L'homme s'en va, il doit être frustré de ne pas avoir obtenu ce qu'il était venu chercher : une petite rallonge pour Noël. Nous, on reste sur place ; on cherche une solution. Les discussions continuent avec le directeur. Ce dernier est mal à l'aise, il vient de perdre aussi gros que nous dans l'affaire puisqu'on avait convenu de lui céder des images brutes du volcan et des villages vivant à ses pieds... Payer une équipe de tournage pour obtenir ces images lui coûterait une fortune, il n'a pas ce genre de ressources dans son budget développement. Notre accord préalable lui permettait d'enrichir la collection d'images de son Centre à coût nul ; c'était la panacée. Maintenant l'affaire est au point mort.

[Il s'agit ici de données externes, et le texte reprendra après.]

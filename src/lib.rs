//! neon-gateway: an Ethereum JSON-RPC gateway over a Solana-resident EVM
//! program.
//!
//! Signed Ethereum transactions enter the [`mempool`], are picked up by
//! [`executor`] workers, bound to [`resources`] and driven by the
//! [`strategy`] engine, which emits settlement transactions through the
//! [`sender`] against the [`chain`] adapter. The [`indexer`] independently
//! tails settlement blocks, reconstructs Ethereum semantics from the
//! [`loader`] instruction set and persists them through [`db`].

pub mod chain;
pub mod config;
pub mod db;
pub mod evm;
pub mod executor;
pub mod indexer;
pub mod loader;
pub mod mempool;
pub mod resources;
pub mod rpc;
pub mod sender;
pub mod sig_down;
pub mod strategy;
pub mod telemetry;
pub mod types;
//! Per-transaction execution strategy engine.
//!
//! Every Ethereum transaction is probed against a static, ordered list of
//! strategy descriptors; the first one that validates drives the run. The
//! ALT flavors are the same strategies with a lookup-table prep stage bolted
//! in front, so the list covers two axes without a class hierarchy.

pub mod emulate;
mod receipt;

use solana_pubkey::Pubkey;

use crate::chain::{Commitment, SolanaAdapter};
use crate::evm::{ExecConfig, NeonTx, NeonTxResult};
use crate::loader::{
    AltPlan, HOLDER_WRITE_CHUNK_LEN, HolderInfo, HolderStatus, IxBuilder, MAX_TX_ACCOUNT_CNT,
    SolTx,
};
use crate::resources::OpResource;
use crate::sender::{SendError, SenderConfig, TxListSender, TxSendState};
use crate::types::StuckTxInfo;

pub use emulate::{EmulatorClient, EmulatorError, EmulatorResult, EvmConfigData};
pub use receipt::{decode_tx_result, parse_tx_return, parse_tx_return_from_meta};

/// Execution shape of one strategy.
#[derive(Debug, Clone, Copy, PartialEq, Eq)]
pub enum StrategyKind {
    /// One `TxExecFromData` settlement tx does the whole run.
    SingleShot,
    /// `TxStepFromData` iterations carrying the RLP in instruction data.
    Iterative,
    /// `TxStepFromAccount` iterations over a pre-written holder.
    HolderIterative,
    /// `TxStepFromAccountNoChainId` for pre-EIP-155 transactions.
    NoChainId,
}

/// One entry of the ordered strategy list.
#[derive(Debug, Clone, Copy)]
pub struct StrategyDesc {
    pub name: &'static str,
    pub kind: StrategyKind,
    pub use_alt: bool,
}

Michel essaie de relativiser l'importance du chef auprès du directeur. Il appuie sur le fait qu'il connait parfaitement chacun des chefs de village des lieux que nous allons traverser ; et de ce raquetteur, il n'a jamais entendu parler. Cela fait des années qu'il effectue le même parcours en tant que guide et il n'aura aucun probème à obtenir l'agréement des chefs sur place. Le directeur flanche, la perspective d'obtenir des images gratuitement pèse lourd dans la balance. Il accepte finalement de nous signer un papier nous autorisant à tourner sur le volcan. Ce qui devrait être une fête a un goût de fin de soirée : personne ne semble se réjouir totalement de l'issue de cette rencontre. Nous sommes heureux d'avoir obtenu cette autorisation après moultes tractations, mais une ombre plane sur le projet. Et si le chef venait à nous mettre des battons dans les roues? Qui est véritablement cet homme? Quel est son pouvoir de décision? On quitte donc le bureau du directeur le sésame en main et la tête soucieuse. On se dit on l'emmerde, mais dans un pays où la parole a autant de valeur que l'écrit, peut-on vraiment se mettre une personnalité à dos? Bien sûr que non.

 

P.S : Yannick a longuement répondu à l'article précédent. J'ai longtemps hésité à publier son commentaire en préambule de ce nouvel article, sachant que chaque mot que j'écris n'est que l'expression de ma subjectivité - et chaque avis a son importance dans un groupe. J'ai finalement décidé de ne pas le faire sans son consentement, je vous invite donc simplement à vous diriger vers le lien "commentaires" si ça vous intéresse. Yannick a sa vision des choses, basée sur deux années d'expérience dans le monde de l'audiovisuel en Nouvelle-Calédonie. Moi, je n'ai pas cette connaissance des îles, je juge donc avec mes armes affûtées à la française. Mon point de vue n'a pas plus de valeur que celui d'un autre.